Dataset entries

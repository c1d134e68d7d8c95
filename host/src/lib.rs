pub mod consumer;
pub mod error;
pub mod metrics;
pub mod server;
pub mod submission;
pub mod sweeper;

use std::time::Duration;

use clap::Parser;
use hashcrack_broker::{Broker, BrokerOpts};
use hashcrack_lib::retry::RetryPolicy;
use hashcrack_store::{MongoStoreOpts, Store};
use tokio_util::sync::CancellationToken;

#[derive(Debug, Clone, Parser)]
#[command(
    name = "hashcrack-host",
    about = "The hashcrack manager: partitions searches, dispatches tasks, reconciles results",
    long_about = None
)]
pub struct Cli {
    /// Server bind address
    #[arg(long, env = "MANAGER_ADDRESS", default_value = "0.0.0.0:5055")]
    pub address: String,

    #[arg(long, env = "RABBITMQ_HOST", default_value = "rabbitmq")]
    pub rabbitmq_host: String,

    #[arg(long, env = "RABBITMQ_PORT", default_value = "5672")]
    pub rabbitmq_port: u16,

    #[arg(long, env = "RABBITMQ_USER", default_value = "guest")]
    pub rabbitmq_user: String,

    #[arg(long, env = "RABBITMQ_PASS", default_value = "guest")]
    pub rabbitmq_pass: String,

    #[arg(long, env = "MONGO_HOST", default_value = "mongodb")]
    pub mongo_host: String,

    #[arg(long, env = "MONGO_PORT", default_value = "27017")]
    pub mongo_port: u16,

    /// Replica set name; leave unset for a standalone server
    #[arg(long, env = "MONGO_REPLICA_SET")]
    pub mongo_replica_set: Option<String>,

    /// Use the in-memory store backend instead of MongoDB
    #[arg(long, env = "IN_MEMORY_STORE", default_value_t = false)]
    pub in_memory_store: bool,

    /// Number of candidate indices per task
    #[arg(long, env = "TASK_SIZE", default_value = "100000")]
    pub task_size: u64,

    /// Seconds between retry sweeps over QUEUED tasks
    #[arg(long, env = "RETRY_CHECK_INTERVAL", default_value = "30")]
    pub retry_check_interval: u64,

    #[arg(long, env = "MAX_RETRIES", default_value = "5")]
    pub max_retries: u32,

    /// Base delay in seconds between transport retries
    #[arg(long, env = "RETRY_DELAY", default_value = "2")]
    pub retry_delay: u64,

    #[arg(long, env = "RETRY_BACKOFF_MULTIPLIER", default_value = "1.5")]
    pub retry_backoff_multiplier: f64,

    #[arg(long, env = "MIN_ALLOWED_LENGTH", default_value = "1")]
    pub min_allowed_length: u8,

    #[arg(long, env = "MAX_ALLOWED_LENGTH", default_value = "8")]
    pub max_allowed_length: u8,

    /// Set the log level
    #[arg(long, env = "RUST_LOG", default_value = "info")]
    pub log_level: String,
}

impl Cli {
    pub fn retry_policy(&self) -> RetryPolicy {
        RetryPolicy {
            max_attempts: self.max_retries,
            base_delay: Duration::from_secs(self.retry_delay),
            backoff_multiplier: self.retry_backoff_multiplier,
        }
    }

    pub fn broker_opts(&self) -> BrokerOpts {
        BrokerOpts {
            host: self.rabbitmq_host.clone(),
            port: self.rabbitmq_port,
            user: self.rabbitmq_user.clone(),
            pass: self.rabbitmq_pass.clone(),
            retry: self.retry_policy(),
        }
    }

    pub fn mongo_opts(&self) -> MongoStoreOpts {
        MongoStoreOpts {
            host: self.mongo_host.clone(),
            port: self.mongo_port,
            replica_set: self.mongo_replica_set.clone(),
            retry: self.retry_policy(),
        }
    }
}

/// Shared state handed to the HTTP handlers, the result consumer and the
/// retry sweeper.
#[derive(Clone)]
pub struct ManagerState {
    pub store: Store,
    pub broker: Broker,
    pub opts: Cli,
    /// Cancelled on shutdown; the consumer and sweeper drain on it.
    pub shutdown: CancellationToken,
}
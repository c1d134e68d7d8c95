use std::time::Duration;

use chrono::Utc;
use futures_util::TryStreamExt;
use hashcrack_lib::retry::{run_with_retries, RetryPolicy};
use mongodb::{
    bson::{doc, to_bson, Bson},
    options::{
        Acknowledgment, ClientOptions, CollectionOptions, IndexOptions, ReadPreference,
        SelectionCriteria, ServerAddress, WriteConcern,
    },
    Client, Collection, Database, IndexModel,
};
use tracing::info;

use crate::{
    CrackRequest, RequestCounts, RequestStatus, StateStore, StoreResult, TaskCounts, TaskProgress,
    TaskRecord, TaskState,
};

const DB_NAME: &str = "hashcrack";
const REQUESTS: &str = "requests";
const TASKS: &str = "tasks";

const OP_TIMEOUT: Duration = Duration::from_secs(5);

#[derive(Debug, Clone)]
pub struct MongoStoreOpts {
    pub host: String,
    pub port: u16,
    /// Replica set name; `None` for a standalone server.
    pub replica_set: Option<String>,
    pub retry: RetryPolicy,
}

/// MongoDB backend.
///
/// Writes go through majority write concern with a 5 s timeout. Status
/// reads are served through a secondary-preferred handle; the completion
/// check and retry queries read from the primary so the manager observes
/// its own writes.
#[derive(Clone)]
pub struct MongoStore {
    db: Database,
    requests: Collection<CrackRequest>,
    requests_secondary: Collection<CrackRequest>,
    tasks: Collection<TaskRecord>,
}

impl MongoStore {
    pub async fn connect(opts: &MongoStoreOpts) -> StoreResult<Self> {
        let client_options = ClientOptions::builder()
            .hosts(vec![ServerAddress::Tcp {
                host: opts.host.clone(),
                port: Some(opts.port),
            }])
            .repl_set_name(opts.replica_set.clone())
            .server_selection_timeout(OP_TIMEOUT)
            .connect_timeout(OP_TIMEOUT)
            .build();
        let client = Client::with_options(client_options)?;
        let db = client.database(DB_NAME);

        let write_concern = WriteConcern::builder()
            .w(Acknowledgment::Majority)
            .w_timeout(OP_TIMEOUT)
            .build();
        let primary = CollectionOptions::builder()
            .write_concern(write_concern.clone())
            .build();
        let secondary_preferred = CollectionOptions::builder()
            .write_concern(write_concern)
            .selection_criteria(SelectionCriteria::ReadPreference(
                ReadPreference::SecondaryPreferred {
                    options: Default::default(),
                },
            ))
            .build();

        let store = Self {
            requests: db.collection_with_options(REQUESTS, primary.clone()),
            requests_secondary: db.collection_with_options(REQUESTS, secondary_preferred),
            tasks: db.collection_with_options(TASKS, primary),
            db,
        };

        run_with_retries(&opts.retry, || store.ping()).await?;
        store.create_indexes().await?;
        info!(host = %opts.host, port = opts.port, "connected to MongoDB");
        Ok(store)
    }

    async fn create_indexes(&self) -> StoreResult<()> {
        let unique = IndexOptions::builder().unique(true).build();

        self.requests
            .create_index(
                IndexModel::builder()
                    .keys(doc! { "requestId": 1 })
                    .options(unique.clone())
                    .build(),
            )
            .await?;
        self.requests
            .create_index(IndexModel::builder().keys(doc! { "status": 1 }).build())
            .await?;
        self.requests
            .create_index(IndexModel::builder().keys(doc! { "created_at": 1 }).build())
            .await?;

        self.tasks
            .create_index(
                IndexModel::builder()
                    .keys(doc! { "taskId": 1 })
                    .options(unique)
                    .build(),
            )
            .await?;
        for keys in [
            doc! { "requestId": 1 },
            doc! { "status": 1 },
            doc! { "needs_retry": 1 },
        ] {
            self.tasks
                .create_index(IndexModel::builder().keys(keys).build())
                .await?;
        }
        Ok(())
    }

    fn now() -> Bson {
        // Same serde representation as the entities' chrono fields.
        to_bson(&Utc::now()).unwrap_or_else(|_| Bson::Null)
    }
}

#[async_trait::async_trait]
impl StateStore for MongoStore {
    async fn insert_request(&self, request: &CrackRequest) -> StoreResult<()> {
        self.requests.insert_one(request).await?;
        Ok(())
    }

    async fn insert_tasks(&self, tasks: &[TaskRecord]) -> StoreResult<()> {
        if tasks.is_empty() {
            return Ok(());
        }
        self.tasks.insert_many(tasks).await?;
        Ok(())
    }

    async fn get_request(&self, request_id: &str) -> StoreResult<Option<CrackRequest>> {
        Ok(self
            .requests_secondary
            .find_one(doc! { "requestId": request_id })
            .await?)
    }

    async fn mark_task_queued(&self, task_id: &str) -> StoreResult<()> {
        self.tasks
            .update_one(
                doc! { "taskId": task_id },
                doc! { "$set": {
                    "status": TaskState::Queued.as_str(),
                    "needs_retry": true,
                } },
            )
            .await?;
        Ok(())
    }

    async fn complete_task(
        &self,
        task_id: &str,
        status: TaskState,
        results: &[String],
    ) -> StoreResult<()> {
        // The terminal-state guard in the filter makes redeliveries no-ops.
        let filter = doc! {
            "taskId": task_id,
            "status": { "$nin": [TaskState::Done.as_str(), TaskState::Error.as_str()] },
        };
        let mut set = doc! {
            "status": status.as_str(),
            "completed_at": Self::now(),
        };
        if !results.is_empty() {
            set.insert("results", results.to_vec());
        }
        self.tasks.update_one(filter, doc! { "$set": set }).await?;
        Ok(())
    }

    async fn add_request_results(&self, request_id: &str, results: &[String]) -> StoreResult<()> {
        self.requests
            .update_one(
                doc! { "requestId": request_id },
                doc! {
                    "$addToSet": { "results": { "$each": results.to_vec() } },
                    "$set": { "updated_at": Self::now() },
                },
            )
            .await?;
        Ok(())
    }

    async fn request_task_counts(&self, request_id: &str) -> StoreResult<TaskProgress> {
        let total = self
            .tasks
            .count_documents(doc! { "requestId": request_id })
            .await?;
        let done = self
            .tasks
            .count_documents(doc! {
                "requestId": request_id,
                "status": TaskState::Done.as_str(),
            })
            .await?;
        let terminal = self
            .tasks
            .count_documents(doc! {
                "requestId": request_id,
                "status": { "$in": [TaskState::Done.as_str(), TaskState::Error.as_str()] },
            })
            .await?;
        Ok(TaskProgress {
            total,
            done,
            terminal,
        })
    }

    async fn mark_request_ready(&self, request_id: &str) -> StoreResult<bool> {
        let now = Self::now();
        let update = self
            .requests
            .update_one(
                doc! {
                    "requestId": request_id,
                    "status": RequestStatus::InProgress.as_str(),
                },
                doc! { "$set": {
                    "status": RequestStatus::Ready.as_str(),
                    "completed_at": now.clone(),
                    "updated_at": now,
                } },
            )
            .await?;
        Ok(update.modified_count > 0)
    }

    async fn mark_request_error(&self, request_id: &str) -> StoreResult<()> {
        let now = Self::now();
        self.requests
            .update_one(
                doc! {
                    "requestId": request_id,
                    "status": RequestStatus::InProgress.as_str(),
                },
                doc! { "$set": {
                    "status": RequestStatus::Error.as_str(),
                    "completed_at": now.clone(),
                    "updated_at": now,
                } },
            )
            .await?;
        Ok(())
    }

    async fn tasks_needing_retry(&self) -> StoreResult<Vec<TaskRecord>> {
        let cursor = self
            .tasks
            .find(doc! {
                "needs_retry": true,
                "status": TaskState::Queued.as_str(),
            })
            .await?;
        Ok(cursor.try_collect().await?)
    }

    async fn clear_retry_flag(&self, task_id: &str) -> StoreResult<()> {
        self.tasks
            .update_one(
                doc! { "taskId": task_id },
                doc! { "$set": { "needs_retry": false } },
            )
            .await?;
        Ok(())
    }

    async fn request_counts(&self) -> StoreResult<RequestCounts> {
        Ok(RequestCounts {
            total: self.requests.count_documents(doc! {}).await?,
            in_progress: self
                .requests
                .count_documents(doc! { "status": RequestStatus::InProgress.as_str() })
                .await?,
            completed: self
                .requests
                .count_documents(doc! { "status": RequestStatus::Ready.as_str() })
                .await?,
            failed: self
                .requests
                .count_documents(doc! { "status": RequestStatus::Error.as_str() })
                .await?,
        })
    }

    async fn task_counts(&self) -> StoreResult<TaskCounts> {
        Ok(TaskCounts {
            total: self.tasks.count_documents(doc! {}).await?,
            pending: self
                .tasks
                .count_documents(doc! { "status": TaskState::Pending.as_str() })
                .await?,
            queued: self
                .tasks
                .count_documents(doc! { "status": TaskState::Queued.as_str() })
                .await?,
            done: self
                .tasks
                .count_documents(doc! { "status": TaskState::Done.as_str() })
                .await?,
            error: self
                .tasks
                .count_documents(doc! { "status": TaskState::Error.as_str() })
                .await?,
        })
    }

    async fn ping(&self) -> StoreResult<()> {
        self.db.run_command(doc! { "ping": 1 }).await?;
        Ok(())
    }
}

# What you have to do
The word "ReadPreference" appears in some of the lines above. Copy those lines.

# Answer area
        Acknowledgment, ClientOptions, CollectionOptions, IndexOptions, ReadPreference,
            .selection_criteria(SelectionCriteria::ReadPreference(
                ReadPreference::SecondaryPreferred {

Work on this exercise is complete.